**Directions:**
Reproduce the opening lines of the records exactly, please, stopping after the line that contains "lives in the".

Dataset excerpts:
■ ■ ■ ■

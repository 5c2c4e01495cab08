//! Storage for macOS using ScreenSaverDefaults.
//!
//! Persists the quote file path to the screensaver's preference domain
//! and broadcasts changes across processes.

pub mod preferences;

pub use preferences::*;
//! The "Quote Saver Options" window.
//!
//! A path text field, a Browse button backed by NSOpenPanel, and
//! OK/Cancel. The pending-value and confirm/dismiss logic lives in the
//! pure [`ConfigState`]; this file owns the controls, the open-panel
//! completion handler, and the presentation-mode-aware close.
//!
//! The host decides how the window is presented (attached sheet, modal
//! panel, or plain window), so closing probes for each mode in turn.

use std::ffi::c_void;

use block2::RcBlock;
use objc2::runtime::{AnyClass, AnyObject, ClassBuilder, Sel};
use objc2::sel;

use crate::model::ConfigState;
use crate::platform::macos::ffi::bridge::{
    get_class, id, msg_send, nil, nsstring_id, rust_string, Bool, NSApp, NSPoint, NSRect, NSSize,
    ObjectExt, NO, YES,
};
use crate::platform::macos::storage::ScreenSaverDefaultsStore;

const CONTROLLER_CLASS: &std::ffi::CStr = c"QuoteSaverConfigController";

const PANEL_WIDTH: f64 = 500.0;
const PANEL_HEIGHT: f64 = 200.0;

/// NSModalResponseOK.
const MODAL_RESPONSE_OK: isize = 1;

/// Build the options window and its controller.
///
/// Returns `(window, controller)`; the caller keeps both alive for as
/// long as the host displays the window.
///
/// # Safety contract
/// Main thread only (the host calls `configureSheet` there).
pub fn create_config_panel() -> (id, id) {
    let cls = register_controller_class();
    unsafe {
        let controller: id = msg_send![cls, new];
        let window = build_window(controller);
        (window, controller)
    }
}

fn register_controller_class() -> &'static AnyClass {
    if let Some(cls) = AnyClass::get(CONTROLLER_CLASS) {
        return cls;
    }
    let superclass = AnyClass::get(c"NSObject").unwrap();
    let mut builder =
        ClassBuilder::new(CONTROLLER_CLASS, superclass).expect("config controller registered");

    builder.add_ivar::<id>(c"_window");
    builder.add_ivar::<id>(c"_pathField");
    builder.add_ivar::<*mut c_void>(c"_state"); // Box<ConfigState>

    unsafe {
        builder.add_method(
            sel!(browseForFile:),
            browse_for_file as unsafe extern "C-unwind" fn(_, _, _),
        );
        builder.add_method(sel!(ok:), ok as unsafe extern "C-unwind" fn(_, _, _));
        builder.add_method(sel!(cancel:), cancel as unsafe extern "C-unwind" fn(_, _, _));
        builder.add_method(
            sel!(pathChanged:),
            path_changed as unsafe extern "C-unwind" fn(_, _, _),
        );
        builder.add_method(sel!(dealloc), dealloc as unsafe extern "C-unwind" fn(_, _));
    }

    builder.register()
}

// ============================================================================
// Window construction
// ============================================================================

unsafe fn build_window(controller: id) -> id {
    // NSTitledWindowMask (1) | NSClosableWindowMask (2)
    let style: u64 = 1 | 2;
    let window: id = msg_send![get_class("NSWindow"), alloc];
    let window: id = msg_send![
        window,
        initWithContentRect: NSRect::new(
            NSPoint::new(0.0, 0.0),
            NSSize::new(PANEL_WIDTH, PANEL_HEIGHT)
        ),
        styleMask: style,
        backing: 2u64, // NSBackingStoreBuffered
        defer: NO
    ];
    let _: () = msg_send![window, setTitle: nsstring_id("Quote Saver Options")];
    let _: () = msg_send![window, center];

    let content: id = msg_send![window, contentView];

    // Helper: static label
    let mk_label = |x, y, w, text: &str| -> id {
        let lbl: id = msg_send![get_class("NSTextField"), alloc];
        let lbl: id = msg_send![
            lbl,
            initWithFrame: NSRect::new(NSPoint::new(x, y), NSSize::new(w, 17.0))
        ];
        let _: () = msg_send![lbl, setBezeled: NO];
        let _: () = msg_send![lbl, setDrawsBackground: NO];
        let _: () = msg_send![lbl, setEditable: NO];
        let _: () = msg_send![lbl, setSelectable: NO];
        let _: () = msg_send![lbl, setStringValue: nsstring_id(text)];
        lbl
    };

    let label = mk_label(20.0, 150.0, 120.0, "Quote File Path:");

    // Editable path field, wide enough that typical paths do not wrap
    let state = ConfigState::new(&ScreenSaverDefaultsStore);
    let field: id = msg_send![get_class("NSTextField"), alloc];
    let field: id = msg_send![
        field,
        initWithFrame: NSRect::new(NSPoint::new(20.0, 110.0), NSSize::new(380.0, 22.0))
    ];
    let _: () = msg_send![field, setStringValue: nsstring_id(state.pending())];
    let _: () = msg_send![field, setTarget: controller];
    let _: () = msg_send![field, setAction: sel!(pathChanged:)];

    let mk_button = |x, y, title: &str, action: Sel| -> id {
        let btn: id = msg_send![get_class("NSButton"), alloc];
        let btn: id = msg_send![
            btn,
            initWithFrame: NSRect::new(NSPoint::new(x, y), NSSize::new(70.0, 32.0))
        ];
        let _: () = msg_send![btn, setTitle: nsstring_id(title)];
        let _: () = msg_send![btn, setBezelStyle: 1u64]; // NSBezelStyleRounded
        let _: () = msg_send![btn, setTarget: controller];
        let _: () = msg_send![btn, setAction: action];
        btn
    };

    let browse = mk_button(410.0, 105.0, "Browse...", sel!(browseForFile:));
    let ok_btn = mk_button(330.0, 20.0, "OK", sel!(ok:));
    let cancel_btn = mk_button(410.0, 20.0, "Cancel", sel!(cancel:));

    let _: () = msg_send![content, addSubview: label];
    let _: () = msg_send![content, addSubview: field];
    let _: () = msg_send![content, addSubview: browse];
    let _: () = msg_send![content, addSubview: ok_btn];
    let _: () = msg_send![content, addSubview: cancel_btn];

    let ctrl = &mut *controller;
    ctrl.store_ivar::<id>("_window", window);
    ctrl.store_ivar::<id>("_pathField", field);
    ctrl.store_ivar::<*mut c_void>("_state", Box::into_raw(Box::new(state)) as *mut c_void);

    window
}

// ============================================================================
// Controller state access
// ============================================================================

unsafe fn config_state_mut(this: &mut AnyObject) -> Option<&mut ConfigState> {
    (*this.load_ivar::<*mut c_void>("_state") as *mut ConfigState).as_mut()
}

/// Pull the field's current text into the pending value. Covers edits
/// that never fired the field's action (focus still in the field when OK
/// is clicked).
unsafe fn sync_pending_from_field(this: &mut AnyObject) {
    let field: id = *this.load_ivar::<id>("_pathField");
    if field == nil {
        return;
    }
    let value: id = msg_send![field, stringValue];
    let text = rust_string(value);
    if let Some(state) = config_state_mut(this) {
        state.edit(&text);
    }
}

// ============================================================================
// Actions
// ============================================================================

unsafe extern "C-unwind" fn browse_for_file(this: &mut AnyObject, _cmd: Sel, _sender: id) {
    let panel: id = msg_send![get_class("NSOpenPanel"), openPanel];
    let _: () = msg_send![panel, setTitle: nsstring_id("Choose Quote File")];
    let _: () = msg_send![panel, setPrompt: nsstring_id("Choose")];
    let _: () = msg_send![panel, setAllowsMultipleSelection: NO];
    let _: () = msg_send![panel, setCanChooseFiles: YES];
    let _: () = msg_send![panel, setCanChooseDirectories: NO];
    let types: id = msg_send![get_class("NSArray"), arrayWithObject: nsstring_id("txt")];
    let _: () = msg_send![panel, setAllowedFileTypes: types];

    // The completion handler outlives this call; carry raw pointers and
    // resolve them when Cocoa invokes the block on the main thread.
    let ctrl_addr = this as *mut AnyObject as usize;
    let panel_addr = panel as usize;
    let handler = RcBlock::new(move |response: isize| {
        if response != MODAL_RESPONSE_OK {
            return;
        }
        unsafe {
            let panel = panel_addr as id;
            let url: id = msg_send![panel, URL];
            if url == nil {
                return;
            }
            let path: id = msg_send![url, path];
            let path = rust_string(path);

            let ctrl = &mut *(ctrl_addr as id);
            if let Some(state) = config_state_mut(ctrl) {
                state.choose_file(&path);
            }
            let field: id = *ctrl.load_ivar::<id>("_pathField");
            if field != nil {
                let _: () = msg_send![field, setStringValue: nsstring_id(&path)];
            }
        }
    });
    let _: () = msg_send![panel, beginWithCompletionHandler: &*handler];
}

unsafe extern "C-unwind" fn path_changed(this: &mut AnyObject, _cmd: Sel, sender: id) {
    let value: id = msg_send![sender, stringValue];
    let text = rust_string(value);
    if let Some(state) = config_state_mut(this) {
        state.edit(&text);
    }
}

unsafe extern "C-unwind" fn ok(this: &mut AnyObject, _cmd: Sel, _sender: id) {
    sync_pending_from_field(this);
    if let Some(state) = config_state_mut(this) {
        // Persists, flushes, and posts the distributed notification.
        state.confirm(&ScreenSaverDefaultsStore);
    }
    let window: id = *this.load_ivar::<id>("_window");
    close_config_window(window);
}

unsafe extern "C-unwind" fn cancel(this: &mut AnyObject, _cmd: Sel, _sender: id) {
    if let Some(state) = config_state_mut(this) {
        state.dismiss();
    }
    let window: id = *this.load_ivar::<id>("_window");
    close_config_window(window);
}

unsafe extern "C-unwind" fn dealloc(this: &mut AnyObject, _cmd: Sel) {
    let state = *this.load_ivar::<*mut c_void>("_state") as *mut ConfigState;
    if !state.is_null() {
        drop(Box::from_raw(state));
        this.store_ivar::<*mut c_void>("_state", std::ptr::null_mut());
    }
    let superclass = AnyClass::get(c"NSObject").unwrap();
    let _: () = msg_send![super(this as *mut AnyObject, superclass), dealloc];
}

// ============================================================================
// Closing
// ============================================================================

/// Dismiss the window whichever way the host presented it: end the sheet
/// if attached, stop the modal session if modal, else a plain close.
unsafe fn close_config_window(window: id) {
    if window == nil {
        return;
    }
    let sheet_parent: id = msg_send![window, sheetParent];
    if sheet_parent != nil {
        let _: () = msg_send![sheet_parent, endSheet: window];
        return;
    }
    let is_modal: Bool = msg_send![window, isModalPanel];
    if is_modal.as_bool() {
        let app: id = NSApp();
        let _: () = msg_send![app, stopModal];
        let _: () = msg_send![window, orderOut: nil];
        return;
    }
    let _: () = msg_send![window, performClose: nil];
}
//! Thread-safe event bus using mpsc channels.
//!
//! Any thread can publish via `EventPublisher::publish()`; the main
//! thread drains with `EventBus::drain()`. Pure std, no FFI.

use std::sync::mpsc::{self, Receiver, Sender, TryRecvError};

use super::types::AppEvent;

/// Multi-producer, single-consumer event bus.
pub struct EventBus {
    sender: Sender<AppEvent>,
    receiver: Receiver<AppEvent>,
}

impl EventBus {
    pub fn new() -> Self {
        let (sender, receiver) = mpsc::channel();
        Self { sender, receiver }
    }

    /// A cloneable publisher handle for this bus.
    pub fn publisher(&self) -> EventPublisher {
        EventPublisher {
            sender: self.sender.clone(),
        }
    }

    /// Next pending event, without blocking.
    pub fn try_recv(&self) -> Option<AppEvent> {
        match self.receiver.try_recv() {
            Ok(event) => Some(event),
            Err(TryRecvError::Empty) | Err(TryRecvError::Disconnected) => None,
        }
    }

    /// All pending events, in publish order.
    pub fn drain(&self) -> Vec<AppEvent> {
        let mut events = Vec::new();
        while let Some(event) = self.try_recv() {
            events.push(event);
        }
        events
    }
}

impl Default for EventBus {
    fn default() -> Self {
        Self::new()
    }
}

/// A cloneable, thread-safe event publisher.
#[derive(Clone)]
pub struct EventPublisher {
    sender: Sender<AppEvent>,
}

impl EventPublisher {
    pub fn from_sender(sender: Sender<AppEvent>) -> Self {
        Self { sender }
    }

    /// Queue an event for the next drain. Send errors are ignored: a
    /// dropped receiver means the view is being torn down.
    pub fn publish(&self, event: AppEvent) {
        let _ = self.sender.send(event);
    }
}

#[cfg(test)]
mod tests {
    use super::*;

    #[test]
    fn new_bus_is_empty() {
        let bus = EventBus::new();
        assert!(bus.drain().is_empty());
        assert!(bus.try_recv().is_none());
    }

    #[test]
    fn publish_then_drain_round_trips() {
        let bus = EventBus::new();
        bus.publisher().publish(AppEvent::PreferencesChanged);

        let events = bus.drain();
        assert_eq!(events, vec![AppEvent::PreferencesChanged]);
    }

    #[test]
    fn drain_empties_the_queue() {
        let bus = EventBus::new();
        let publisher = bus.publisher();
        publisher.publish(AppEvent::PreferencesChanged);
        publisher.publish(AppEvent::PreferencesChanged);

        assert_eq!(bus.drain().len(), 2);
        assert!(bus.drain().is_empty());
    }

    #[test]
    fn cloned_publishers_feed_the_same_bus() {
        let bus = EventBus::new();
        let pub1 = bus.publisher();
        let pub2 = pub1.clone();

        pub1.publish(AppEvent::PreferencesChanged);
        pub2.publish(AppEvent::PreferencesChanged);

        assert_eq!(bus.drain().len(), 2);
    }
}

■ ■ ■ ■

**Output below:**
repository 5c2c4e01495cab08
//! Storage for macOS using ScreenSaverDefaults.
//!
//! Persists the quote file path to the screensaver's preference domain
//! and broadcasts changes across processes.

pub mod preferences;

pub use preferences::*;
//! The "Quote Saver Options" window.
//!
//! A path text field, a Browse button backed by NSOpenPanel, and
//! OK/Cancel. The pending-value and confirm/dismiss logic lives in the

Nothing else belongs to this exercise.